The Tape Backup 40SC is a block-type device: data is written to, and read from, the tape cartridge in blocks. The controller module provides all data handling functions for SCSI bus transfers and tape cartridge Read/Write module controls, Read-Write head positioning, end sense, and analog-to- digital, digital-to-analog (ADC/DAC) signal conversion for the tape cartridge. The drive and Read-Write modules perform their functions under the direction of the controller module.

Writing to the tape unit begins with the user's command to back up a storage device such as a hard disk. Backup utility software loaded into the Macintosh receives this command and begins transferring data from the storage device to a range of Macintosh main memory. The software then passes control and the address in main memory of the data being transferred (buffer address) to the Macintosh SCSI firmware.

Using standard SCSI commands, the SCSI firmware gives the controller module the logical address to write the incoming block to the tape unit. The controller module translates the logical address to a physical address on the tape, and sends the Read-Write and drive modules commands to position the Read-Write head and activate the tape transport. The incoming data blocks are buffered in the controller module during this translation, but then are passed to the Read-Write module for writing through the control module interface. The Read-Write module then performs the actual write operation according to the commands sent to it by the controller module. The controller module uses the standard SCSI protocol to tell whether the write was successful.

Reading from the tape backup unit begins when the user issues a command to recover a backup file. The backup utility software receives this command and sets up a range of Macintosh main memory (a buffer) to receive the incoming file. The software then passes control (and the buffer address in main memory) to the Macintosh SCSI firmware.

To read from the tape unit, the Macintosh SCSI firmware sends the controller module the logical address of the target block, using the standard SCSI commands. The controller module translates the logical address to a physical address on the tape cartridge and sends the Read-Write and drive modules the commands to position the Read-Write head and activate the tape transport. The outgoing data blocks are passed to the controller module through the control module interface. They are buffered in the controller module and then passed to the SCSI controller for output onto the SCSI bus. The controller module acknowledges correct (or faulty) execution of the read operation to the Macintosh software through the standard SCSI protocol.

The SCSI firmware in the Macintosh receives the data sent by the controller module and writes it to the previously allocated buffer. The controller module, however, acknowledges correct operation as soon as it has passed the data blocks on to the SCSI bus, regardless of the success or failure of the SCSI firmware's side of the exchange.

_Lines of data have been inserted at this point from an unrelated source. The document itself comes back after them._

//! # Lazylog fanout
//!
//! A process-wide logging facade that sends every record to a set of
//! handlers, one of which rotates its files by size and calendar day.
//!
//! ## Features
//!
//! - Console, file and rotating-file handlers behind one [`Handler`] type
//! - Global and per-handler minimum levels
//! - Size and day based rotation with a bounded, round-robin file set
//! - Background rotation checks, so idle files still roll over at midnight
//! - JSON configuration compatible with existing deployments
//!
//! ## Example
//!
//! ```rust,no_run
//! use std::sync::Arc;
//! use lazylog_fanout::{Handler, Level};
//!
//! let dispatcher = lazylog_fanout::global();
//! dispatcher.set_handlers(vec![
//!     Arc::new(Handler::console()),
//!     Arc::new(Handler::rotating("logs", "app", 5, 10 * 1024 * 1024)?),
//! ]);
//! dispatcher.set_level(Level::Info);
//!
//! lazylog_fanout::info!("listening on {}", 8080);
//! lazylog_fanout::close()?;
//! # Ok::<(), lazylog_fanout::Error>(())
//! ```

pub mod config;
pub mod dispatcher;
pub mod error;
pub mod handler;
pub mod level;
pub mod line;
pub mod rotation;

pub use config::{HandlerConfig, LogConfig, LoggerConfig, parse_size};
pub use dispatcher::{Dispatcher, ExitHook, Fault, global};
pub use error::{Error, Result};
pub use handler::{ConsoleHandler, FileHandler, Handler, HandlerCore};
pub use level::Level;
pub use line::{Flags, LineWriter};
pub use rotation::{INFINITE, RotatingHandler, RotatingHandlerBuilder};

/// Replace the global handlers with the ones configured for logger `name`.
pub fn init(config: &LogConfig, name: &str) -> Result<()> {
    global().init(config, name)
}

/// Load a JSON configuration file and initialize the global dispatcher.
pub fn init_from_file(path: impl AsRef<std::path::Path>, name: &str) -> Result<()> {
    init(&LogConfig::load(path)?, name)
}

/// Close every globally registered handler.
pub fn close() -> Result<()> {
    global().close()
}

/// Log at debug level.
///
/// Goes to the global dispatcher unless one is named with `dispatcher:`.
#[macro_export]
macro_rules! debug {
    (dispatcher: $d:expr, $($arg:tt)+) => {
        $d.debug(::std::format_args!($($arg)+))
    };
    ($($arg:tt)+) => {
        $crate::global().debug(::std::format_args!($($arg)+))
    };
}

/// Log at info level.
#[macro_export]
macro_rules! info {
    (dispatcher: $d:expr, $($arg:tt)+) => {
        $d.info(::std::format_args!($($arg)+))
    };
    ($($arg:tt)+) => {
        $crate::global().info(::std::format_args!($($arg)+))
    };
}

/// Log at warn level.
#[macro_export]
macro_rules! warn {
    (dispatcher: $d:expr, $($arg:tt)+) => {
        $d.warn(::std::format_args!($($arg)+))
    };
    ($($arg:tt)+) => {
        $crate::global().warn(::std::format_args!($($arg)+))
    };
}

/// Log at error level.
#[macro_export]
macro_rules! error {
    (dispatcher: $d:expr, $($arg:tt)+) => {
        $d.error(::std::format_args!($($arg)+))
    };
    ($($arg:tt)+) => {
        $crate::global().error(::std::format_args!($($arg)+))
    };
}

/// Log at panic level and evaluate to the resulting [`Fault`].
///
/// ```rust,no_run
/// fn check(len: usize) -> Result<(), lazylog_fanout::Fault> {
///     if len == 0 {
///         return Err(lazylog_fanout::fault!("empty input"));
///     }
///     Ok(())
/// }
/// ```
#[macro_export]
macro_rules! fault {
    (dispatcher: $d:expr, $($arg:tt)+) => {
        $d.panic(::std::format_args!($($arg)+))
    };
    ($($arg:tt)+) => {
        $crate::global().panic(::std::format_args!($($arg)+))
    };
}

/// Log at fatal level, then exit the process with status 1.
#[macro_export]
macro_rules! fatal {
    (dispatcher: $d:expr, $($arg:tt)+) => {
        $d.fatal(::std::format_args!($($arg)+))
    };
    ($($arg:tt)+) => {
        $crate::global().fatal(::std::format_args!($($arg)+))
    };
}
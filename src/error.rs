use thiserror::Error as ThisError;

/// Errors that can occur in the logging library
#[derive(ThisError, Debug)]
pub enum Error {
    /// A constructor received parameters it cannot work with.
    #[error("Invalid argument: {0}")]
    InvalidArgument(String),
    /// I/O operation failed.
    #[error("IO error: {0}")]
    Io(#[from] std::io::Error),
    /// Configuration is invalid.
    #[error("Configuration error: {0}")]
    Config(String),
    /// Configuration document could not be decoded.
    #[error("JSON error: {0}")]
    Json(#[from] serde_json::Error),
    #[error("Time error: {0}")]
    Time(#[from] time::error::Format),
    /// The handler has been closed and has no destination left.
    #[error("handler is closed")]
    Closed,
    /// Some handlers of a fan-out failed while others accepted the record.
    #[error("{failed} of {total} handlers failed: {source}")]
    PartialDispatch {
        failed: usize,
        total: usize,
        #[source]
        source: Box<Error>,
    },
}

/// Result type alias
pub type Result<T> = std::result::Result<T, Error>;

IMPORTANT COMPATIBILITY NOTES:
* The Tape Backup 40sc is compatible with type DC 2000 tape cartridges.
* The bundled software included with the Tape Backup 40SC is Tape Backup
40SC 2.0.1, which is INCOMPATIBLE with System 7 and later.
* Apple recommends using third-party backup software with the Tape Backup
40SC. Some products that work with the Tape Backup 40SC are Retrospect
and Retrospect Remote from Dantz Development Corp., and FastBack Plus
from Fifth Generation Systems.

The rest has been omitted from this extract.